Fortunately, most of us grow up and mature. We stop playing the "I will just take my ball and go home" nonsense...we buy our own ball.

Or we become DIGG users. DIGG is a site where the articles are written by the users. That I am on board with. It is a good thing. We know what is news to us because it is stuff written by us about things we are interested in...less "news" about who got booted off American Karaoke last night (yes, their names were on the "news" a couple days ago), fewer articles about Anna Nicole Bimbo and the ongoing saga of which tramp got her pregnant and more about stuff we care about that actually matters.

Unfortunately, much as in our youth, the person with the finances to provide the ball then somehow thought that meant s/he could establish the rules of the game and nothing except his wishes mattered, so some DIGG users feel that whatever they feel like putting out there is fair game.

Chester Millisock is a fine example. He posted a "news story" that violates copyright law and common decency. He wants to show you how you can steal a nice product. Oddly, the people from whose pockets he was stealing objected and demanded his "story" be taken down. Like any other child who did not get their way he threw a fit to get his way...and so did a lot of other users. So the illegal code was reposted.

This has no possible good outcome. It seems likely DIGG will lose in court, be bankrupted, and this forum will close down. If not then the industry will have to either find a new way to protect themselves or shut down. I have serious doubts such a lucrative industry will shut down. So they will research other means...and where do you think those costs will land? Reach into your back pocket or purse, take out your wallet...yup. Right about...there.

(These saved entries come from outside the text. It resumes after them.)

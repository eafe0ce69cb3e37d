use std::{env, sync::Arc, time::Duration};

use async_trait::async_trait;
use bb8::{Pool, PooledConnection, RunError};
use bb8_postgres::PostgresConnectionManager;
use bytes::Bytes;
use futures::pin_mut;
use native_tls::TlsConnector;
use postgres_native_tls::MakeTlsConnector;
use tokio::{task, time::timeout};
use tokio_postgres::{
    binary_copy::BinaryCopyInWriter,
    config::SslMode,
    types::{ToSql, Type as PgType},
    Config, CopyInSink, Statement,
};
use tokio_util::sync::CancellationToken;
use tracing::{debug, error};

use crate::{
    bulk::BulkError,
    config::BulkSettings,
    database::{
        postgres::PostgresDialect, BulkConnection, DatabaseError, RowSource, SqlDialect, SqlValue,
    },
    helpers::public_read_env_value,
    metadata::StoreType,
};

pub fn connection_string() -> Result<String, env::VarError> {
    public_read_env_value("DATABASE_URL")
}

#[derive(thiserror::Error, Debug)]
pub enum PostgresConnectionError {
    #[error("The database connection string is wrong please check your environment: {0}")]
    DatabaseConnectionConfigWrong(#[from] env::VarError),

    #[error("Connection pool error: {0}")]
    ConnectionPoolError(#[from] tokio_postgres::Error),

    #[error("Connection pool runtime error: {0}")]
    ConnectionPoolRuntimeError(#[from] RunError<tokio_postgres::Error>),

    #[error("Can not connect to the database please make sure your connection string is correct")]
    CanNotConnectToDatabase,

    #[error("Could not parse connection string make sure it is correctly formatted")]
    CouldNotParseConnectionString,

    #[error("Could not create tls connector")]
    CouldNotCreateTlsConnector,
}

type PostgresPool = Pool<PostgresConnectionManager<MakeTlsConnector>>;

pub struct PostgresClient {
    pool: PostgresPool,
}

impl PostgresClient {
    /// Connects using `DATABASE_URL` (read through `.env` when present).
    pub async fn new(settings: &BulkSettings) -> Result<Self, PostgresConnectionError> {
        let connection_str = connection_string()?;
        Self::connect(&connection_str, settings).await
    }

    pub async fn connect(
        connection_str: &str,
        settings: &BulkSettings,
    ) -> Result<Self, PostgresConnectionError> {
        async fn _connect(
            connection_str: &str,
            connect_timeout: Duration,
            disable_ssl: bool,
        ) -> Result<PostgresClient, PostgresConnectionError> {
            let mut config: Config = connection_str
                .parse()
                .map_err(|_| PostgresConnectionError::CouldNotParseConnectionString)?;

            if disable_ssl {
                config.ssl_mode(SslMode::Disable);
            }

            let connector = TlsConnector::builder()
                .build()
                .map_err(|_| PostgresConnectionError::CouldNotCreateTlsConnector)?;
            let tls_connector = MakeTlsConnector::new(connector);

            let (client, connection) =
                match timeout(connect_timeout, config.connect(tls_connector.clone())).await {
                    Ok(Ok((client, connection))) => (client, connection),
                    Ok(Err(e)) => {
                        // retry without ssl if ssl has been attempted and failed
                        if !disable_ssl &&
                            config.get_ssl_mode() != SslMode::Disable &&
                            !connection_str.contains("sslmode=require")
                        {
                            return Box::pin(_connect(connection_str, connect_timeout, true)).await;
                        }
                        error!("Error connecting to database: {}", e);
                        return Err(PostgresConnectionError::CanNotConnectToDatabase);
                    }
                    Err(e) => {
                        error!("Timeout connecting to database: {}", e);
                        return Err(PostgresConnectionError::CanNotConnectToDatabase);
                    }
                };

            let connection_handle = task::spawn(connection);

            if client.query_one("SELECT 1", &[]).await.is_err() {
                return Err(PostgresConnectionError::CanNotConnectToDatabase);
            }

            drop(client);
            match connection_handle.await {
                Ok(Ok(())) => (),
                Ok(Err(_)) | Err(_) => return Err(PostgresConnectionError::CanNotConnectToDatabase),
            }

            let manager = PostgresConnectionManager::new(config, tls_connector);
            let pool = Pool::builder().build(manager).await?;

            Ok(PostgresClient { pool })
        }

        _connect(connection_str, Duration::from_millis(settings.postgres_connect_timeout_ms), false)
            .await
    }

    /// Checks a connection out of the pool. Temporary tables are scoped to it, so one bulk
    /// operation must run on one connection from start to end.
    pub async fn connection(&self) -> Result<PostgresConnection, DatabaseError> {
        let conn = self.pool.get_owned().await?;
        Ok(PostgresConnection { conn, dialect: Arc::new(PostgresDialect) })
    }
}

pub struct PostgresConnection {
    conn: PooledConnection<'static, PostgresConnectionManager<MakeTlsConnector>>,
    dialect: Arc<dyn SqlDialect>,
}

fn to_params(params: &[SqlValue]) -> Vec<&(dyn ToSql + Sync)> {
    params.iter().map(|param| param as &(dyn ToSql + Sync)).collect()
}

#[async_trait]
impl BulkConnection for PostgresConnection {
    type Statement = Statement;

    fn dialect(&self) -> Arc<dyn SqlDialect> {
        Arc::clone(&self.dialect)
    }

    async fn prepare(&mut self, sql: &str) -> Result<Statement, DatabaseError> {
        Ok(self.conn.prepare(sql).await?)
    }

    async fn execute_prepared(
        &mut self,
        statement: &Statement,
        params: &[SqlValue],
    ) -> Result<u64, DatabaseError> {
        Ok(self.conn.execute(statement, &to_params(params)).await?)
    }

    async fn execute(&mut self, sql: &str, params: &[SqlValue]) -> Result<u64, DatabaseError> {
        Ok(self.conn.execute(sql, &to_params(params)).await?)
    }

    async fn batch_execute(&mut self, sql: &str) -> Result<(), DatabaseError> {
        Ok(self.conn.batch_execute(sql).await?)
    }

    async fn query(
        &mut self,
        sql: &str,
        params: &[SqlValue],
    ) -> Result<Vec<Vec<SqlValue>>, DatabaseError> {
        let rows = self.conn.query(sql, &to_params(params)).await?;

        let mut result = Vec::with_capacity(rows.len());
        for row in &rows {
            let values = (0..row.len())
                .map(|i| SqlValue::from_pg_row(row, i))
                .collect::<Result<Vec<_>, _>>()?;
            result.push(values);
        }
        Ok(result)
    }

    async fn copy_in(
        &mut self,
        sql: &str,
        column_types: &[StoreType],
        rows: &mut (dyn RowSource + '_),
        cancellation: &CancellationToken,
    ) -> Result<u64, DatabaseError> {
        debug!("Bulk insert statement: {}", sql);

        let pg_types: Vec<PgType> = column_types.iter().map(|t| SqlValue::pg_type(*t)).collect();
        let sink: CopyInSink<Bytes> = self.conn.copy_in(sql).await?;

        let writer = BinaryCopyInWriter::new(sink, &pg_types);
        pin_mut!(writer);

        // Dropping the writer before `finish` aborts the COPY, nothing is committed.
        while let Some(row) =
            rows.next_row().map_err(|e| DatabaseError::RowSource(Box::new(e)))?
        {
            if cancellation.is_cancelled() {
                return Err(DatabaseError::RowSource(Box::new(BulkError::Cancelled)));
            }
            writer.as_mut().write(&to_params(row)).await?;
        }

        Ok(writer.finish().await?)
    }
}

Fortunately Millisock has a quite reasonable (you might read the previous word with a hint of sarcasm in it...) take on whether he should be allowed to post something: "If the majority decides something is true, then it's the truth," says Millisock."

Pretty much why the world actually was flat for several thousand/million years and the planets were in rigid stratospheres and scraped against each other when they passed. It was only when a few voices blew hot air into them that the earth began to fill up to its present round shape, becoming more round as each succeeding believer joined until at last the balance tipped as 50%+1 person believed it, expanding the circumference from the formerly flat ball into the shape as we now know it. It is a good thing most of the people believed it or the world might still be flat. (I wish I could insert those smilies in here because at this point I would put in the one where he rolls his eyes).

The majority does not always get what is right. Take, for example, slavery...remember when the majority of the world believed that was correct? Or, more recently, remember how the shape of the heads of black people proved they were inherently stupid? Yeah, that is 20th century belief as evidenced by the majority.

News flash; majority belief does not equal truth. (fortunately). And the majority of people you personally know wanting something does not make it right, either.

Of course, the initial attempt of DIGG to do something wild and crazy such as...oh, I don't know...obey international copyright law caused such great consternation for Millisock that even though he got his way (and will probably bankrupt the site) he had this to say in gratitude: "What users are after is a Web site where they can submit stories and just the users can decide what is important," says Millisock. "That is still the ideal."

Thanks for showing you still miss the point. How about what is legal? For example, you could easily have posted a story stating there are people out there who wish to (illegally) copy HD DVDs and it is possible to insert code into your DVD player to make this possible.

By the way, here is one of the great ironies: I am frustrated by some of those protections. I am a heavy user of, for example, of my music cds. I listen to them in my car, while running, at my computer, in my room, and so forth. There is a heavy debate out there; if I bought a CD of say...Jimmy Hendrix and I only like 1 song, let's say...Purple Haze, I also purchased a Weird Al cd and only want say...Amish Paradise can I, having purchased them, rip them to my computer, mix my own cd from these two artists and listen to that in my car? The record companies would say (unless they have changed their tune VERY recently) no I cannot do that. To do that I must purchase each song individually for my I-Pod and put them on there and listen to them through one of those devices that lets you listen to your i-pod in your car. I would argue I purchased the song and can listen to it in whatever format I desire. So in many ways I am on the side of Millisock. Unfortunately, we all know that is not the primary use the majority of people make of it. So it is a multi-sided battle with a lot of overlapping issues and interests that may have no clear conclusion. But this I know...it is going to get uglier and the more people showing the lack of understanding he showed with his first quote make the most noise...the uglier it is going to be.